## ACTIVITY:
For the material below, return exactly the lines starting at the one holding "self.timeline.layout().canvas.height" and ending at the one holding "JSON, if any.", counting both as part of the range.
----------------------------------------
//! Browser bridge: owns one [`Timeline`] and exchanges plain values and
//! JSON strings with the page script, which applies render commands and
//! transforms to the DOM.

mod fetch;
mod logging;
mod storage;

use paper_trails_core::TimelineConfig;
use paper_trails_core::gesture::GestureResponse;
use paper_trails_core::layout::LayerToggles;
use paper_trails_core::preferences::{PortraitStyle, initial_theme, toggle_theme};
use paper_trails_core::timeline::Timeline;
use paper_trails_core::viewport::{SettleReport, ViewTransform};
use paper_trails_core::wheel::WheelInput;
use paper_trails_protocol::{ItemKey, Point, Size};
use serde::Serialize;
use wasm_bindgen::prelude::*;

use crate::storage::LocalStorage;

#[wasm_bindgen(start)]
pub fn start() {
    console_error_panic_hook::set_once();
    logging::init(log::LevelFilter::Info);
}

/// Change the console log level (`error`, `warn`, `info`, `debug`, ...).
#[wasm_bindgen]
pub fn set_log_level(level: &str) {
    logging::init(logging::parse_level(level));
}

/// Fetch the data resources below `base_url` and build a timeline.
///
/// `config_json` holds optional overrides of the default configuration.
/// Missing or malformed resources are logged and treated as empty.
#[wasm_bindgen]
pub async fn load_timeline(
    base_url: String,
    config_json: Option<String>,
) -> Result<TimelineHandle, JsError> {
    let config = match config_json {
        Some(json) => TimelineConfig::from_json(json.as_bytes())
            .map_err(|e| JsError::new(&e.to_string()))?,
        None => TimelineConfig::default(),
    };
    let config = config.with_end_year(current_year());
    let raw = fetch::fetch_all(&base_url).await;
    let dataset = paper_trails_core::load_all(raw);

    let store = LocalStorage::open();
    let theme = initial_theme(&store, storage::prefers_dark());
    let mut timeline = Timeline::new(config);
    let _ = timeline.set_theme(theme);
    let _ = timeline.set_dataset(dataset);
    Ok(TimelineHandle { timeline, store })
}

fn current_year() -> i32 {
    js_sys::Date::new_0().get_full_year() as i32
}

#[derive(Serialize)]
struct Frame {
    css: String,
    inverse_scale: f64,
    transform: ViewTransform,
}

impl From<ViewTransform> for Frame {
    fn from(transform: ViewTransform) -> Self {
        Self {
            css: transform.to_css(),
            inverse_scale: transform.inverse_scale(),
            transform,
        }
    }
}

#[derive(Serialize)]
struct InputOutcome {
    prevent_default: bool,
    needs_frame: bool,
    zoom_percent: Option<i32>,
}

fn to_json<T: Serialize>(value: &T) -> String {
    serde_json::to_string(value).unwrap_or_else(|err| {
        log::error!("failed to serialize: {err}");
        "null".to_owned()
    })
}

/// Flat `[x0, y0, x1, y1, ...]` touch coordinates to points.
fn points(flat: &[f64]) -> Vec<Point> {
    flat.chunks_exact(2).map(|xy| Point::new(xy[0], xy[1])).collect()
}

fn parse_key(key: &str) -> Option<ItemKey> {
    match key.parse() {
        Ok(key) => Some(key),
        Err(err) => {
            log::warn!("{err}");
            None
        }
    }
}

#[wasm_bindgen]
pub struct TimelineHandle {
    timeline: Timeline,
    store: LocalStorage,
}

impl TimelineHandle {
    fn outcome(&mut self, response: GestureResponse) -> String {
        to_json(&InputOutcome {
            prevent_default: response.prevent_default,
            needs_frame: self.timeline.take_frame_request(),
            zoom_percent: response.settled.map(|r| r.zoom_percent),
        })
    }
}

fn percent(report: Option<SettleReport>) -> Option<i32> {
    report.map(|r| r.zoom_percent)
}

#[wasm_bindgen]
impl TimelineHandle {
    /// Attach or re-measure the container immediately. Returns the zoom
    /// percentage once a layout exists.
    pub fn attach(&mut self, width: f64, height: f64) -> Option<i32> {
        let report = self.timeline.attach(Size::new(width, height)).ok().flatten();
        percent(report)
    }

    /// Window resize; returns the time at which [`Self::poll`] should run.
    pub fn on_resize(&mut self, width: f64, height: f64, now: f64) -> f64 {
        self.timeline.on_resize(Size::new(width, height), now)
    }

    /// Returns the zoom percentage when a debounced re-layout ran.
    pub fn poll(&mut self, now: f64) -> Option<i32> {
        let report = self.timeline.poll(now);
        percent(report)
    }

    /// Render commands of the current layout as JSON.
    pub fn commands(&self) -> String {
        to_json(&self.timeline.commands())
    }

    pub fn canvas_width(&self) -> f64 {
        self.timeline.layout().canvas.width
    }

    pub fn canvas_height(&self) -> f64 {
        self.timeline.layout().canvas.height
    }

    pub fn height(&self) -> f64 {
        self.timeline.height()
    }

    /// True when the page should request an animation frame.
    pub fn take_frame_request(&mut self) -> bool {
        self.timeline.take_frame_request()
    }

    /// Animation frame: the pending transform as JSON, if any.
    pub fn frame(&mut self) -> Option<String> {
        self.timeline.frame().map(|t| to_json(&Frame::from(t)))
    }

    pub fn zoom_in(&mut self) -> Option<i32> {
        self.timeline.zoom_in().ok().map(|r| r.zoom_percent)
    }

    pub fn zoom_out(&mut self) -> Option<i32> {
        self.timeline.zoom_out().ok().map(|r| r.zoom_percent)
    }

    pub fn reset_zoom(&mut self) -> Option<i32> {
        self.timeline.reset_zoom().ok().map(|r| r.zoom_percent)
    }

    pub fn set_zoom_percent(&mut self, percent: f64) -> Option<i32> {
        self.timeline.set_zoom_percent(percent).ok().map(|r| r.zoom_percent)
    }

    /// Grow (`steps > 0`) or shrink the timeline. Returns the new height.
    pub fn adjust_height(&mut self, steps: i32) -> f64 {
        let _ = self.timeline.adjust_height(steps);
        self.timeline.height()
    }

    /// Returns the zoom percentage when the wheel changed the view.
    pub fn wheel(
        &mut self,
        x: f64,
        y: f64,
        delta_x: f64,
        delta_y: f64,
        zoom_modifier: bool,
        shift: bool,
    ) -> Option<i32> {
        let input = WheelInput {
            position: Point::new(x, y),
            delta_x,
            delta_y,
            zoom_modifier,
            shift,
        };
        let report = self.timeline.wheel(&input).ok().flatten();
        percent(report)
    }

    pub fn pointer_down(&mut self, x: f64, y: f64, on_interactive: bool) {
        let _ = self.timeline.pointer_down(Point::new(x, y), on_interactive);
    }

    pub fn pointer_move(&mut self, x: f64, y: f64) -> String {
        let response = self.timeline.pointer_move(Point::new(x, y));
        self.outcome(response)
    }

    pub fn pointer_up(&mut self) -> String {
        let response = self.timeline.pointer_up();
        self.outcome(response)
    }

    pub fn pointer_leave(&mut self, buttons_held: bool) -> String {
        let response = self.timeline.pointer_leave(buttons_held);
        self.outcome(response)
    }

    pub fn touch_start(&mut self, touches: &[f64], on_interactive: bool) -> String {
        let response = self
            .timeline
            .touch_start(&points(touches), on_interactive)
            .unwrap_or_default();
        self.outcome(response)
    }

    pub fn touch_move(&mut self, touches: &[f64]) -> String {
        let response = self.timeline.touch_move(&points(touches));
        self.outcome(response)
    }

    pub fn touch_end(&mut self, remaining: &[f64]) -> String {
        let response = self.timeline.touch_end(&points(remaining));
        self.outcome(response)
    }

    /// Hover moved onto `key` (or off every item). Returns the highlight
    /// change as JSON.
    pub fn hover(&mut self, key: Option<String>) -> String {
        let key = key.as_deref().and_then(parse_key);
        to_json(&self.timeline.hover(key.as_ref()))
    }

    /// Detail dialog contents for an activated item, as JSON.
    pub fn activate(&self, key: &str) -> Option<String> {
        let key = parse_key(key)?;
        self.timeline.activate(&key).map(|detail| to_json(&detail))
    }

    pub fn set_layers(&mut self, discoveries: bool, events: bool) {
        let _ = self.timeline.set_layers(LayerToggles {
            discoveries,
            events,
        });
    }

    /// `cartoon` switches to cartoon portraits, anything else to photos.
    pub fn set_portrait_style(&mut self, style: &str) {
        let style = match style {
            "cartoon" => PortraitStyle::Cartoon,
            _ => PortraitStyle::Photo,
        };
        let _ = self.timeline.set_portrait_style(style);
    }

    pub fn theme(&self) -> String {
        self.timeline.theme().to_string()
    }

    /// Flip and persist the theme. Returns the new theme name.
    pub fn toggle_theme(&mut self) -> String {
        let next = toggle_theme(self.timeline.theme(), &mut self.store);
        let _ = self.timeline.set_theme(next);
        next.to_string()
    }

    pub fn export_svg(&self) -> String {
        self.timeline.export_svg()
    }

    /// The visible part of the timeline as SVG, once attached.
    pub fn export_view_svg(&self) -> Option<String> {
        self.timeline.export_view_svg().ok()
    }
}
----------------------------------------
## ANSWER SPACE:
        self.timeline.layout().canvas.height
    }

    pub fn height(&self) -> f64 {
        self.timeline.height()
    }

    /// True when the page should request an animation frame.
    pub fn take_frame_request(&mut self) -> bool {
        self.timeline.take_frame_request()
    }

    /// Animation frame: the pending transform as JSON, if any.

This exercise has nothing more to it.